La Hermana Catarina volvió a quedarse sola y prometió, desde ese instante, entregarse a la suprema mortificación de su fe iluminada y perseguida.
—Vete, le dijo al muchacho que le robó la virginidad, me entrego a la endura, que es la voluntad de muerte, inmóvil, aquí, con los ojos abiertos y la boca cerrada, apagándome poco a poco. Nada más me queda para reunirme otra vez y para siempre con Dios.
El muchacho besó los ojos abiertos de la alumbrada y le dijo al oído:
—Te equivocas, Catarina. El sueño es la forma inteligente del suicidio.

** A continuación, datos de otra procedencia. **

//! HTTP handlers

pub mod home;
pub mod health;
pub mod predict;
pub mod retrain;
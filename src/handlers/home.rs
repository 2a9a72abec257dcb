//! Service banner

use axum::Json;
use serde::Serialize;

#[derive(Serialize)]
pub struct Banner {
    message: &'static str,
    how_to_use: &'static str,
}

pub async fn index() -> Json<Banner> {
    Json(Banner {
        message: "Employee Productivity Prediction API is running successfully.",
        how_to_use: "POST /predict with employee metrics as JSON. POST /retrain to retrain in the background.",
    })
}
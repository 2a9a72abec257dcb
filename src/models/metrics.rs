//! Metrics record model

use std::collections::BTreeMap;

use serde_json::{Map, Value};

/// Fields required in strict-schema mode, in prediction log column order
pub const EXPECTED_FIELDS: [&str; 13] = [
    "Claimed_Hours",
    "Active_Hours",
    "Claimed_Minus_Active",
    "Utilization_Rate",
    "Commits",
    "PRs_Opened",
    "Tasks_Done",
    "Performance_Score",
    "Meetings_Hours",
    "Recent_HR_Flag",
    "Project_Type",
    "Role_Level",
    "Team_ID",
];

/// Single field value. Categorical columns may arrive as text.
#[derive(Debug, Clone, PartialEq)]
pub enum FieldValue {
    Number(f64),
    Text(String),
}

impl FieldValue {
    /// Best-effort numeric cast; anything unparseable is 0
    pub fn as_f64(&self) -> f64 {
        let value = match self {
            FieldValue::Number(n) => *n,
            FieldValue::Text(s) => s.trim().parse::<f64>().unwrap_or(0.0),
        };
        if value.is_finite() { value } else { 0.0 }
    }

    /// Render for the CSV prediction log
    pub fn to_csv_cell(&self) -> String {
        match self {
            FieldValue::Number(n) => n.to_string(),
            FieldValue::Text(s) => {
                if s.contains([',', '"', '\n', '\r']) {
                    format!("\"{}\"", s.replace('"', "\"\""))
                } else {
                    s.clone()
                }
            }
        }
    }
}

/// Raised when a payload cannot be treated as a flat record at all
#[derive(Debug, Clone, PartialEq, thiserror::Error)]
#[error("field `{0}` is not a scalar value")]
pub struct NotFlatError(pub String);

/// One employee-period of metrics
#[derive(Debug, Clone, Default, PartialEq)]
pub struct MetricsRecord {
    fields: BTreeMap<String, FieldValue>,
}

impl MetricsRecord {
    /// Build a record from a JSON object.
    ///
    /// Scalars are coerced permissively: numbers are kept, strings are kept
    /// as text, booleans become 1/0 and nulls are dropped (read back as 0).
    /// Nested arrays or objects make the whole record invalid.
    pub fn from_json(object: &Map<String, Value>) -> Result<Self, NotFlatError> {
        let mut fields = BTreeMap::new();

        for (key, value) in object {
            let field = match value {
                Value::Null => continue,
                Value::Bool(b) => FieldValue::Number(if *b { 1.0 } else { 0.0 }),
                Value::Number(n) => FieldValue::Number(n.as_f64().unwrap_or(0.0)),
                Value::String(s) => FieldValue::Text(s.clone()),
                Value::Array(_) | Value::Object(_) => return Err(NotFlatError(key.clone())),
            };
            fields.insert(key.clone(), field);
        }

        Ok(Self { fields })
    }

    /// Canonical record substituted when the payload is not a flat record
    pub fn canonical_default() -> Self {
        let values = [
            8.0, 7.5, 0.5, 92.0, 5.0, 2.0, 6.0, 12.0, 1.5, 0.0, 0.0, 1.0, 2.0,
        ];
        let fields = EXPECTED_FIELDS
            .iter()
            .zip(values)
            .map(|(name, v)| (name.to_string(), FieldValue::Number(v)))
            .collect();
        Self { fields }
    }

    /// Set a field, replacing any previous value
    pub fn with(mut self, name: &str, value: impl Into<FieldValue>) -> Self {
        self.fields.insert(name.to_string(), value.into());
        self
    }

    pub fn get(&self, name: &str) -> Option<&FieldValue> {
        self.fields.get(name)
    }

    /// Numeric read; missing or invalid fields are 0
    pub fn number(&self, name: &str) -> f64 {
        self.fields.get(name).map(FieldValue::as_f64).unwrap_or(0.0)
    }

    pub fn len(&self) -> usize {
        self.fields.len()
    }

    pub fn is_empty(&self) -> bool {
        self.fields.is_empty()
    }
}

impl From<f64> for FieldValue {
    fn from(v: f64) -> Self {
        FieldValue::Number(v)
    }
}

impl From<&str> for FieldValue {
    fn from(v: &str) -> Self {
        FieldValue::Text(v.to_string())
    }
}

/// Expected fields absent from a raw payload, in schema order
pub fn missing_fields(object: &Map<String, Value>) -> Vec<String> {
    EXPECTED_FIELDS
        .iter()
        .filter(|f| !object.contains_key(**f))
        .map(|f| f.to_string())
        .collect()
}
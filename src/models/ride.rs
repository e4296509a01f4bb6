//! Ride model for storage and API.

use serde::{Deserialize, Serialize};
use uuid::Uuid;

/// A completed ride, referencing its owner by id.
#[derive(Debug, Clone, Serialize, Deserialize)]
#[serde(rename_all = "camelCase")]
pub struct Ride {
    pub id: Uuid,
    pub user_id: Uuid,
    pub name: String,
    /// Duration in minutes
    pub duration_min: f64,
    pub distance_km: f64,
    /// Free-form, canonically "Day" or "Night"
    #[serde(rename = "type")]
    pub ride_type: String,
    pub safety_score: f64,
    /// When the ride was recorded (RFC3339)
    pub created_at: String,
}
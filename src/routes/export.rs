// SPDX-License-Identifier: MIT

//! CSV and PDF export routes.
//!
//! CSV rows are comma-joined with no quoting: embedded commas in free-text
//! fields shift columns. Kept for parity with the historical export format.

use crate::error::Result;
use crate::middleware::auth::AuthUser;
use crate::models::{Issue, Ride, User};
use crate::AppState;
use axum::{
    extract::State,
    http::header,
    response::{IntoResponse, Response},
    routing::get,
    Extension, Router,
};
use pdf_writer::{Content, Name, Pdf, Rect, Ref, Str};
use std::sync::Arc;

/// Recent-item limit for the PDF summary lists.
const PDF_RECENT_LIMIT: usize = 10;

pub fn routes() -> Router<Arc<AppState>> {
    Router::new()
        .route("/api/export/rides.csv", get(rides_csv))
        .route("/api/export/issues.csv", get(issues_csv))
        .route("/api/export/summary.pdf", get(summary_pdf))
}

fn attachment(content_type: &'static str, filename: &'static str, body: Vec<u8>) -> Response {
    (
        [
            (header::CONTENT_TYPE, content_type.to_string()),
            (
                header::CONTENT_DISPOSITION,
                format!("attachment; filename=\"{}\"", filename),
            ),
        ],
        body,
    )
        .into_response()
}

async fn rides_csv(
    State(state): State<Arc<AppState>>,
    Extension(auth): Extension<AuthUser>,
) -> Result<Response> {
    let rides: Vec<Ride> = state
        .store
        .read(|doc| {
            doc.rides
                .iter()
                .filter(|r| r.user_id == auth.user_id)
                .cloned()
                .collect()
        })
        .await;

    let mut lines = vec!["name,durationMin,distanceKm,type,safetyScore,createdAt".to_string()];
    lines.extend(rides.iter().map(|r| {
        format!(
            "{},{},{},{},{},{}",
            r.name, r.duration_min, r.distance_km, r.ride_type, r.safety_score, r.created_at
        )
    }));

    Ok(attachment(
        "text/csv",
        "rides.csv",
        lines.join("\n").into_bytes(),
    ))
}

async fn issues_csv(
    State(state): State<Arc<AppState>>,
    Extension(auth): Extension<AuthUser>,
) -> Result<Response> {
    let issues: Vec<Issue> = state
        .store
        .read(|doc| {
            doc.issues
                .iter()
                .filter(|i| i.user_id == auth.user_id)
                .cloned()
                .collect()
        })
        .await;

    let mut lines = vec!["title,priority,status,notes,createdAt".to_string()];
    lines.extend(issues.iter().map(|i| {
        format!(
            "{},{},{},{},{}",
            i.title, i.priority, i.status, i.notes, i.created_at
        )
    }));

    Ok(attachment(
        "text/csv",
        "issues.csv",
        lines.join("\n").into_bytes(),
    ))
}

async fn summary_pdf(
    State(state): State<Arc<AppState>>,
    Extension(auth): Extension<AuthUser>,
) -> Result<Response> {
    let (user, mut rides, mut issues) = state
        .store
        .read(|doc| {
            let user = doc.users.iter().find(|u| u.id == auth.user_id).cloned();
            let rides: Vec<Ride> = doc
                .rides
                .iter()
                .filter(|r| r.user_id == auth.user_id)
                .cloned()
                .collect();
            let issues: Vec<Issue> = doc
                .issues
                .iter()
                .filter(|i| i.user_id == auth.user_id)
                .cloned()
                .collect();
            (user, rides, issues)
        })
        .await;

    rides.sort_by(|a, b| b.created_at.cmp(&a.created_at));
    rides.truncate(PDF_RECENT_LIMIT);
    issues.sort_by(|a, b| b.created_at.cmp(&a.created_at));
    issues.truncate(PDF_RECENT_LIMIT);

    let body = build_summary_pdf(user.as_ref(), &rides, &issues);

    Ok(attachment("application/pdf", "summary.pdf", body))
}

// A4 portrait, in points
const PAGE_WIDTH: f32 = 595.0;
const PAGE_HEIGHT: f32 = 842.0;
const MARGIN: f32 = 40.0;
const LEADING: f32 = 16.0;

/// Render the one-page summary: profile fields, then recent rides and issues.
fn build_summary_pdf(user: Option<&User>, rides: &[Ride], issues: &[Issue]) -> Vec<u8> {
    let catalog_id = Ref::new(1);
    let page_tree_id = Ref::new(2);
    let page_id = Ref::new(3);
    let font_id = Ref::new(4);
    let content_id = Ref::new(5);
    let font_name = Name(b"F1");

    let mut pdf = Pdf::new();
    pdf.catalog(catalog_id).pages(page_tree_id);
    pdf.pages(page_tree_id).kids([page_id]).count(1);
    {
        let mut page = pdf.page(page_id);
        page.media_box(Rect::new(0.0, 0.0, PAGE_WIDTH, PAGE_HEIGHT));
        page.parent(page_tree_id);
        page.contents(content_id);
        page.resources().fonts().pair(font_name, font_id);
    }
    pdf.type1_font(font_id).base_font(Name(b"Helvetica"));

    let mut content = Content::new();
    content.begin_text();
    content.set_font(font_name, 18.0);
    content.next_line(MARGIN, PAGE_HEIGHT - 60.0);
    content.show(Str(b"BikeGuard Summary"));

    let line = |content: &mut Content, size: f32, text: &str| {
        content.set_font(font_name, size);
        content.next_line(0.0, -LEADING);
        content.show(Str(&ascii_bytes(text)));
    };

    let field = |value: Option<&str>| value.unwrap_or("").to_string();
    line(&mut content, 12.0, &format!("Name: {}", field(user.map(|u| u.name.as_str()))));
    line(&mut content, 12.0, &format!("Email: {}", field(user.map(|u| u.email.as_str()))));
    line(&mut content, 12.0, &format!("Phone: {}", field(user.map(|u| u.phone.as_str()))));
    line(
        &mut content,
        12.0,
        &format!(
            "Medical Info: {}",
            field(user.map(|u| u.medical_info.as_str()))
        ),
    );

    line(&mut content, 14.0, "");
    line(&mut content, 14.0, "Recent Rides");
    for ride in rides {
        line(
            &mut content,
            11.0,
            &format!(
                "{} - {} min - {} km - {} - Score {}",
                ride.name, ride.duration_min, ride.distance_km, ride.ride_type, ride.safety_score
            ),
        );
    }

    line(&mut content, 14.0, "");
    line(&mut content, 14.0, "Recent Issues");
    for issue in issues {
        line(
            &mut content,
            11.0,
            &format!("{} - {} - {}", issue.title, issue.priority, issue.status),
        );
    }

    content.end_text();
    pdf.stream(content_id, &content.finish());

    pdf.finish()
}

/// Helvetica here is unencoded Latin; anything outside ASCII is replaced.
fn ascii_bytes(text: &str) -> Vec<u8> {
    text.chars()
        .map(|c| if c.is_ascii() { c as u8 } else { b'?' })
        .collect()
}

#[cfg(test)]
mod tests {
    use super::*;

    #[test]
    fn test_summary_pdf_is_valid_header() {
        let bytes = build_summary_pdf(None, &[], &[]);
        assert!(bytes.starts_with(b"%PDF-"));
        assert!(bytes.ends_with(b"%%EOF") || bytes.ends_with(b"%%EOF\n"));
    }

    #[test]
    fn test_ascii_bytes_replaces_non_ascii() {
        assert_eq!(ascii_bytes("caf\u{e9}"), b"caf?".to_vec());
        assert_eq!(ascii_bytes("plain"), b"plain".to_vec());
    }
}
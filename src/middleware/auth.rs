// SPDX-License-Identifier: MIT

//! JWT authentication middleware.

use crate::error::AppError;
use crate::AppState;
use axum::{
    extract::{Request, State},
    http::header,
    middleware::Next,
    response::Response,
};
use axum_extra::extract::cookie::CookieJar;
use jsonwebtoken::{decode, Algorithm, DecodingKey, Validation};
use serde::{Deserialize, Serialize};
use std::sync::Arc;
use uuid::Uuid;

/// Session cookie name; the Authorization header is the fallback.
pub const TOKEN_COOKIE: &str = "bikeguard_token";

/// Bearer tokens are valid for 7 days.
const TOKEN_LIFETIME_SECS: usize = 7 * 24 * 60 * 60;

/// JWT claims structure.
#[derive(Debug, Serialize, Deserialize, Clone)]
pub struct Claims {
    /// Subject (user id)
    pub sub: String,
    /// Expiration time (Unix timestamp)
    pub exp: usize,
    /// Issued at (Unix timestamp)
    pub iat: usize,
}

/// Authenticated user extracted from JWT.
#[derive(Debug, Clone)]
pub struct AuthUser {
    pub user_id: Uuid,
}

/// Middleware that requires valid JWT authentication.
pub async fn require_auth(
    State(state): State<Arc<AppState>>,
    jar: CookieJar,
    mut request: Request,
    next: Next,
) -> Result<Response, AppError> {
    // Try cookie first, then header
    let token = if let Some(cookie) = jar.get(TOKEN_COOKIE) {
        cookie.value().to_string()
    } else {
        let auth_header = request
            .headers()
            .get(header::AUTHORIZATION)
            .and_then(|h| h.to_str().ok());

        match auth_header {
            Some(h) if h.starts_with("Bearer ") => h[7..].to_string(),
            _ => return Err(AppError::Auth("Missing token".to_string())),
        }
    };

    let key = DecodingKey::from_secret(&state.config.jwt_secret);
    let validation = Validation::new(Algorithm::HS256);

    let token_data = decode::<Claims>(&token, &key, &validation)
        .map_err(|_| AppError::Auth("Invalid token".to_string()))?;

    let user_id: Uuid = token_data
        .claims
        .sub
        .parse()
        .map_err(|_| AppError::Auth("Invalid token".to_string()))?;

    request.extensions_mut().insert(AuthUser { user_id });

    Ok(next.run(request).await)
}

/// Create a JWT for a user session.
pub fn create_jwt(user_id: Uuid, signing_key: &[u8]) -> anyhow::Result<String> {
    use jsonwebtoken::{encode, EncodingKey, Header};
    use std::time::{SystemTime, UNIX_EPOCH};

    let now = SystemTime::now().duration_since(UNIX_EPOCH)?.as_secs() as usize;

    let claims = Claims {
        sub: user_id.to_string(),
        iat: now,
        exp: now + TOKEN_LIFETIME_SECS,
    };

    Ok(encode(
        &Header::new(Algorithm::HS256),
        &claims,
        &EncodingKey::from_secret(signing_key),
    )?)
}
//! SOS event model. Append-only: events are never updated or deleted.

use serde::{Deserialize, Serialize};
use uuid::Uuid;

#[derive(Debug, Clone, Serialize, Deserialize)]
#[serde(rename_all = "camelCase")]
pub struct SosEvent {
    pub id: Uuid,
    pub user_id: Uuid,
    pub message: String,
    pub location: String,
    pub created_at: String,
}
// SPDX-License-Identifier: MIT

use axum::body::Body;
use axum::http::{header, Request, StatusCode};
use bikeguard::config::Config;
use bikeguard::db::Store;
use bikeguard::notify::Notifier;
use bikeguard::routes::create_router;
use bikeguard::AppState;
use std::sync::Arc;
use tempfile::TempDir;
use tower::ServiceExt;

/// Create a test app backed by a JSON store in a fresh temp directory.
///
/// Returns the temp dir guard as well: dropping it deletes the store file.
#[allow(dead_code)]
pub async fn create_test_app() -> (axum::Router, Arc<AppState>, TempDir) {
    let dir = tempfile::tempdir().expect("Failed to create temp dir");
    let config = Config::test_default();

    let store = Store::open(dir.path().join("db.json"))
        .await
        .expect("Failed to open test store");

    let state = Arc::new(AppState {
        config,
        store,
        notifier: Notifier::disabled(),
    });

    (create_router(state.clone()), state, dir)
}

/// Send a JSON request and return status plus parsed body.
///
/// Non-JSON or empty bodies come back as `Value::Null`.
#[allow(dead_code)]
pub async fn request_json(
    app: &axum::Router,
    method: &str,
    uri: &str,
    token: Option<&str>,
    body: Option<serde_json::Value>,
) -> (StatusCode, serde_json::Value) {
    let mut builder = Request::builder().method(method).uri(uri);
    if let Some(token) = token {
        builder = builder.header(header::AUTHORIZATION, format!("Bearer {}", token));
    }

    let request = match body {
        Some(json) => builder
            .header(header::CONTENT_TYPE, "application/json")
            .body(Body::from(json.to_string())),
        None => builder.body(Body::empty()),
    }
    .expect("Failed to build request");

    let response = app
        .clone()
        .oneshot(request)
        .await
        .expect("Request should not fail at the transport level");

    let status = response.status();
    let bytes = axum::body::to_bytes(response.into_body(), usize::MAX)
        .await
        .expect("Failed to read response body");
    let json = serde_json::from_slice(&bytes).unwrap_or(serde_json::Value::Null);

    (status, json)
}

/// Sign up a fresh user and return their bearer token and user object.
#[allow(dead_code)]
pub async fn signup(
    app: &axum::Router,
    name: &str,
    email: &str,
    password: &str,
) -> (String, serde_json::Value) {
    let (status, body) = request_json(
        app,
        "POST",
        "/api/auth/signup",
        None,
        Some(serde_json::json!({
            "name": name,
            "email": email,
            "password": password,
        })),
    )
    .await;

    assert_eq!(status, StatusCode::OK, "signup failed: {}", body);

    let token = body["token"].as_str().expect("token in response").to_string();
    (token, body["user"].clone())
}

Vamos más allá, les dijo Ludovieo esa noche en el bosque a los adeptos; si el mundo es obra de dos dioses, uno bueno y el otro malo, no llegaremos al cielo, como ustedes han creído hasta ahora, mediante la pureza y la castidad totales, todo lo contrario, si nuestro cuerpo es la sede del mal, debemos agotarlo en la tierra para llegar limpios de mácula al cielo, sin recuerdo del cuerpo que hubimos, semejantes a nuestro padre Adán en la inocencia primaria; desnudémonos, no tengamos vergüenza del cuerpo, como no la tuvo Adán; pues si aceptáis la culpa de Adán, aceptaréis la necesidad de sacramentos, de sacerdotes, de una iglesia mediadora entre Dios y la criatura caída; mas si aceptáis la libertad del cuerpo y os entregáis al placer, seréis dos veces dignos en la tierra, dos veces libres, lucharéis por la inocencia del cuerpo agotando las impurezas del cuerpo y así, desde ahora, seréis llamados los adamitas, los adeptos de Adán, desnudaos…
El muchacho mostró a los congregados su hermoso cuerpo desnudo y pronto todos le acompañaron, desvestidos, en una ronda alrededor del fuego; nadie sintió frío esa noche, sino que bailaron entre los árboles, copularon en los estanques y copularon con las flores, desnudos montaron los caballos y los cerdos salvajes, la noche se llenó de rumores de cornamusa, despertaron a los pájaros, se soñaron flotando dentro de puros globos de cristal, devorados por los peces, devorando las fresas; y sólo fueron vistos por los búhos y por los ojos de un adepto de mediana edad, que nunca se c|uitó el rústico bonete, como si algo escondiese entre cráneo y capelo.
Con sus ojos entrecerrados y sus delgados labios sin color todo se lo contaba, cuando regresaba al clarear del día a la aldea de Hertogenbosch, a un mudo retablo que acabó por ver lo mismo que los ojos del humilde artesano.